擴展 Reduction：Hierarchical Reduction 與 Thread Coarsening

#parallel-pattern #reduction #atomic-operations #thread-coarsening #shared-memory

重點總覽 (Overview)

主題	解決的問題	核心手法	代價 / 限制
Hierarchical / Segmented multiblock reduction	單一 block 受 `__syncthreads()` 限制,最多 1024 threads → 只能處理 ≤2048 元素	將輸入切成 segments,每個 block 獨立做一棵 reduction tree,再用 `atomicAdd` 把 partial sum 累加到唯一 output	跨 block 無法 barrier 同步 → 必須靠 atomic;output 須先初始化為 identity
Thread coarsening	把工作切到太多 block,每個 block 都重複付出 hardware underutilization + sync + shared memory 的成本	每個 thread 先序列地加 `COARSE_FACTOR*2` 個元素(全 thread 活躍、免同步),再進 reduction tree	coarsening 太大 → block 數少於硬體可同時跑的量 → 浪費平行度
章節總結	從 sequential 到高效大規模 reduction	divergence 減少 + shared memory + segmented atomic + coarsening 缺一不可	是 Chapter 11 Scan 的基礎

Important

本篇承接 10-Reduction/02-Optimizing-Single-Block-Reduction-Kernel 的 shared memory kernel (Fig 10.11),把它從「單一 block / 固定長度」擴展成「任意長度 / 多 block」並降低 overhead。數學定義、reduction tree 與 divergence 分析見前兩篇。
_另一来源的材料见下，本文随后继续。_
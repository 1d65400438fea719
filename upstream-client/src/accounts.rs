use common::error::AppError;
use serde::Deserialize;

#[derive(Debug, Clone, Deserialize)]
pub struct Account {
    #[serde(rename = "accountId")]
    pub account_id: String,
    #[serde(rename = "accountName", default)]
    pub account_name: String,
    #[serde(rename = "accountKey", default)]
    pub account_key: String,
    #[serde(rename = "isAllAccounts", default)]
    pub is_all_accounts: bool,
}

#[derive(Debug, Clone, Default)]
pub struct AccountListing {
    pub aggregate: Vec<Account>,
    pub individual: Vec<Account>,
}

impl AccountListing {
    #[must_use]
    pub fn find(&self, id_or_name: &str) -> Option<&Account> {
        self.individual
            .iter()
            .chain(self.aggregate.iter())
            .find(|a| a.account_id == id_or_name || a.account_name == id_or_name)
    }
}

#[derive(Debug, Deserialize)]
struct PlainSubUsersResponse {
    accounts: Vec<Account>,
}

fn partition(accounts: Vec<Account>) -> AccountListing {
    let mut listing = AccountListing::default();
    for account in accounts {
        if account.is_all_accounts {
            listing.aggregate.push(account);
        } else {
            listing.individual.push(account);
        }
    }
    listing
}

/// Tries `/v1/users/plain-sub-users` first; on any non-200 response falls
/// back to `/v1/user-management/accounts` (a flat list).
pub async fn list_accounts(
    client: &reqwest::Client,
    base_url: &str,
    headers: reqwest::header::HeaderMap,
) -> Result<AccountListing, AppError> {
    let primary = client
        .get(format!("{base_url}/v1/users/plain-sub-users"))
        .headers(headers.clone())
        .send()
        .await;

    if let Ok(response) = primary {
        if response.status().is_success() {
            if let Ok(parsed) = response.json::<PlainSubUsersResponse>().await {
                return Ok(partition(parsed.accounts));
            }
        }
    }

    let fallback = client
        .get(format!("{base_url}/v1/user-management/accounts"))
        .headers(headers)
        .send()
        .await?;

    if !fallback.status().is_success() {
        return Err(AppError::UpstreamFatal(format!(
            "account listing failed with status {}",
            fallback.status()
        )));
    }

    let accounts: Vec<Account> = fallback.json().await?;
    Ok(partition(accounts))
}

#[cfg(test)]
mod tests {
    use super::*;

    fn account(id: &str, aggregate: bool) -> Account {
        Account {
            account_id: id.to_string(),
            account_name: format!("name-{id}"),
            account_key: format!("key-{id}"),
            is_all_accounts: aggregate,
        }
    }

    #[test]
    fn partitions_by_is_all_accounts() {
        let listing = partition(vec![account("1", true), account("2", false)]);
        assert_eq!(listing.aggregate.len(), 1);
        assert_eq!(listing.individual.len(), 1);
    }

    #[test]
    fn find_matches_by_id_or_name() {
        let listing = partition(vec![account("1", false)]);
        assert!(listing.find("1").is_some());
        assert!(listing.find("name-1").is_some());
        assert!(listing.find("nope").is_none());
    }
}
階層式分段多 Block Reduction (Hierarchical Segmented Multiblock Reduction)

為何單 block 不夠

之前所有 kernel 都假設 launch 一個 block,因為用 __syncthreads() 當 barrier。
__syncthreads() 只能同步同一個 block 內的 threads → 平行度上限 = 1024 threads = 2048 元素。
百萬/十億級輸入需要更多 thread → 必須讓不同 block 獨立執行(因為跨 block 沒有好的 barrier)。

分段策略

把輸入切成多個 segment,每段大小 = 2 * blockDim.x(一個 block 處理的量)。
每個 block 在自己的 segment 上跑「整棵」reduction tree,就好像 segment 是整個輸入。
每個 block 最終的 partial sum (input_s[0]) 用 atomicAdd 累加到單一 output。

segment size = 2 * blockDim.x   (blockDim.x = 1024 → 2048)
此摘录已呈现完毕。